I do know. He means that in his vision, idealized and old-fashioned, women are like oceans, or like fields, or like horses, and men are sailors, farmers, and cowboys, and that is their curse and that is women’s blessing, although women may not realize it. It is exhausting to be a man, and delightful to kick off those demands and slip into something more comfortable. It no longer seems odd to me, when I am talking to the Fairfaxes, that they are middle-of-the-road Republicans; it seems odd only that this quirk, this habit of wearing women’s clothing, would make anyone think that they belonged at the same party as Queer Nation, Dykes on Bikes, and transsexual women who become lesbian feminists.
Jane Ellen says, “Crossdressers are not women, and they’re not trying to be women.” When he talks about crossdressers, he almost always says “they.” When he talks about his marriage, his practice, and his politics, he says “I.”
“A lot of m
en want to go there, to be our feminine selves, to slow down and stop striving.”
“It sounds like yoga,” I say.
Jane Ellen is silent. It sounds like yoga except for the two hours of preparation time. It sounds like yoga except that it begins in a man’s life as an erotic response and becomes an erotic fetish. Sometimes I put on lipstick when I’m tense. It makes me feel armored, less vulnerable to the world. That’s not the same thing. I don’t feel that the lipstick is essential to my being, that without it I must stay home, and even as I know that there is an erotic dimension to getting dressed up (it’s not just crossdressers who appreciate the rustle of a slip, the slide of a stocking), when the dressing and the garments are the fuel and the expression of one’s sexual wishes, it is about sex, and not gender. For all their talk of relaxation, the Fairfaxes are too smart to think, or to try to persuade me, that crossdressing is ordinary, or that it’s just a hobby. Fly-fishing is a hobby; spending two hours preparing yourself to walk through a mall or a hotel lobby, hoping—hoping to the point of anxiety and arousal—that you will be perceived as female, is not what anyone, not least the crossdressers themselves, thinks of as a hobby.

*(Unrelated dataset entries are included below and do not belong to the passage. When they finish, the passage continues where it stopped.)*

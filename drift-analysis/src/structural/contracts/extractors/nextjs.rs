//! Next.js API route extractor.

use super::EndpointExtractor;
use crate::structural::contracts::types::*;

pub struct NextJsExtractor;

impl EndpointExtractor for NextJsExtractor {
    fn extract(&self, content: &str, file_path: &str) -> Vec<Endpoint> {
        let mut endpoints = Vec::new();

        // Next.js App Router: export async function GET/POST/PUT/DELETE/PATCH
        let methods = ["GET", "POST", "PUT", "DELETE", "PATCH"];
        for (line_num, line) in content.lines().enumerate() {
            let trimmed = line.trim();
            for method in &methods {
                let patterns = [
                    format!("export async function {}", method),
                    format!("export function {}", method),
                    format!("export const {} =", method),
                ];
                for pattern in &patterns {
                    if trimmed.starts_with(pattern.as_str()) {
                        let path = file_path_to_api_route(file_path);
                        endpoints.push(Endpoint {
                            method: method.to_string(),
                            path,
                            request_fields: vec![],
                            response_fields: vec![],
                            file: file_path.to_string(),
                            line: (line_num + 1) as u32,
                        });
                    }
                }
            }
        }

        // Pages Router: export default function handler
        if content.contains("export default") && file_path.contains("pages/api/") {
            let path = file_path_to_api_route(file_path);
            if endpoints.is_empty() {
                endpoints.push(Endpoint {
                    method: "ANY".to_string(),
                    path,
                    request_fields: vec![],
                    response_fields: vec![],
                    file: file_path.to_string(),
                    line: 1,
                });
            }
        }

        endpoints
    }

    fn extract_with_context(&self, content: &str, file_path: &str, parse_result: Option<&crate::parsers::types::ParseResult>) -> Vec<Endpoint> {
        let mut endpoints = self.extract(content, file_path);
        if let Some(pr) = parse_result {
            for ep in &mut endpoints {
                if let Some(func) = super::find_function_at_line(pr, ep.line.saturating_sub(1)) {
                    let req_fields = super::params_to_fields(&func.parameters);
                    if !req_fields.is_empty() {
                        ep.request_fields = req_fields;
                    }
                    if let Some(ref rt) = func.return_type {
                        let resp_fields = super::return_type_to_fields(rt);
                        if !resp_fields.is_empty() {
                            ep.response_fields = resp_fields;
                        }
                    }
                }
            }
        }
        endpoints
    }

    fn framework(&self) -> &str { "nextjs" }
    fn matches(&self, content: &str) -> bool {
        content.contains("NextRequest") || content.contains("NextResponse")
            || content.contains("NextApiRequest")
    }
}

fn file_path_to_api_route(file_path: &str) -> String {
    let normalized = file_path.replace('\\', "/");
    // app/api/users/route.ts → /api/users
    if let Some(pos) = normalized.find("app/api/") {
        let route = &normalized[pos + 4..]; // skip "app/"
        let route = route.trim_end_matches("/route.ts")
            .trim_end_matches("/route.js")
            .trim_end_matches("/route.tsx");
        let route = format!("/{}", route.trim_start_matches('/'));
        return normalize_nextjs_route(&route);
    }
    // pages/api/users.ts → /api/users
    if let Some(pos) = normalized.find("pages/api/") {
        let route = &normalized[pos + 6..]; // skip "pages/"
        let route = route.trim_end_matches(".ts")
            .trim_end_matches(".js")
            .trim_end_matches(".tsx")
            .trim_end_matches("/index");
        let route = format!("/{}", route.trim_start_matches('/'));
        return normalize_nextjs_route(&route);
    }
    normalized
}

/// CE-NEXT-01 & CE-NEXT-02: Normalize Next.js route paths.
/// - Strip route groups: `(auth)` → removed
/// - Convert dynamic segments: `[id]` → `:id`
/// - Convert catch-all segments: `[...slug]` → `*slug`
/// - Convert optional catch-all: `[[...slug]]` → `*slug?`
fn normalize_nextjs_route(route: &str) -> String {
    let mut segments: Vec<String> = Vec::new();
    for segment in route.split('/') {
        if segment.is_empty() {
            continue;
        }
        // CE-NEXT-01: Strip route groups — segments wrapped in ()
        if segment.starts_with('(') && segment.ends_with(')') {
            continue;
        }
        // CE-NEXT-02: Optional catch-all [[...param]]
        if segment.starts_with("[[") && segment.ends_with("]]")
            && segment.contains("...")
        {
            let inner = &segment[2..segment.len() - 2]; // strip [[ and ]]
            let param = inner.trim_start_matches("...");
            segments.push(format!("*{}?", param));
            continue;
        }
        // CE-NEXT-02: Catch-all [...param]
        if segment.starts_with('[') && segment.ends_with(']')
            && segment.contains("...")
        {
            let inner = &segment[1..segment.len() - 1]; // strip [ and ]
            let param = inner.trim_start_matches("...");
            segments.push(format!("*{}", param));
            continue;
        }
        // CE-NEXT-02: Dynamic segment [param]
        if segment.starts_with('[') && segment.ends_with(']') {
            let param = &segment[1..segment.len() - 1];
            segments.push(format!(":{}", param));
            continue;
        }
        segments.push(segment.to_string());
    }
    if segments.is_empty() {
        "/".to_string()
    } else {
        format!("/{}", segments.join("/"))
    }
}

“Crossdressers’ desires do not map onto anything in our world,” Ray Blanchard says. “You will never know how they feel if you are not one of them. And they have to disconnect between reality and their fantasy. Otherwise, it’s too disruptive. It’s too disruptive to acknowledge that you wish your penis was part of your wife’s body and not yours. It’s too disruptive to acknowledge that this is a sexual compulsion—one that diminishes over time, to the point that you can begin to tame it and not be so driven by the sex part, but there are very few former crossdressers. Even when the sexual spark, the libido fades, the attachment and the need persist. Like in marriage.”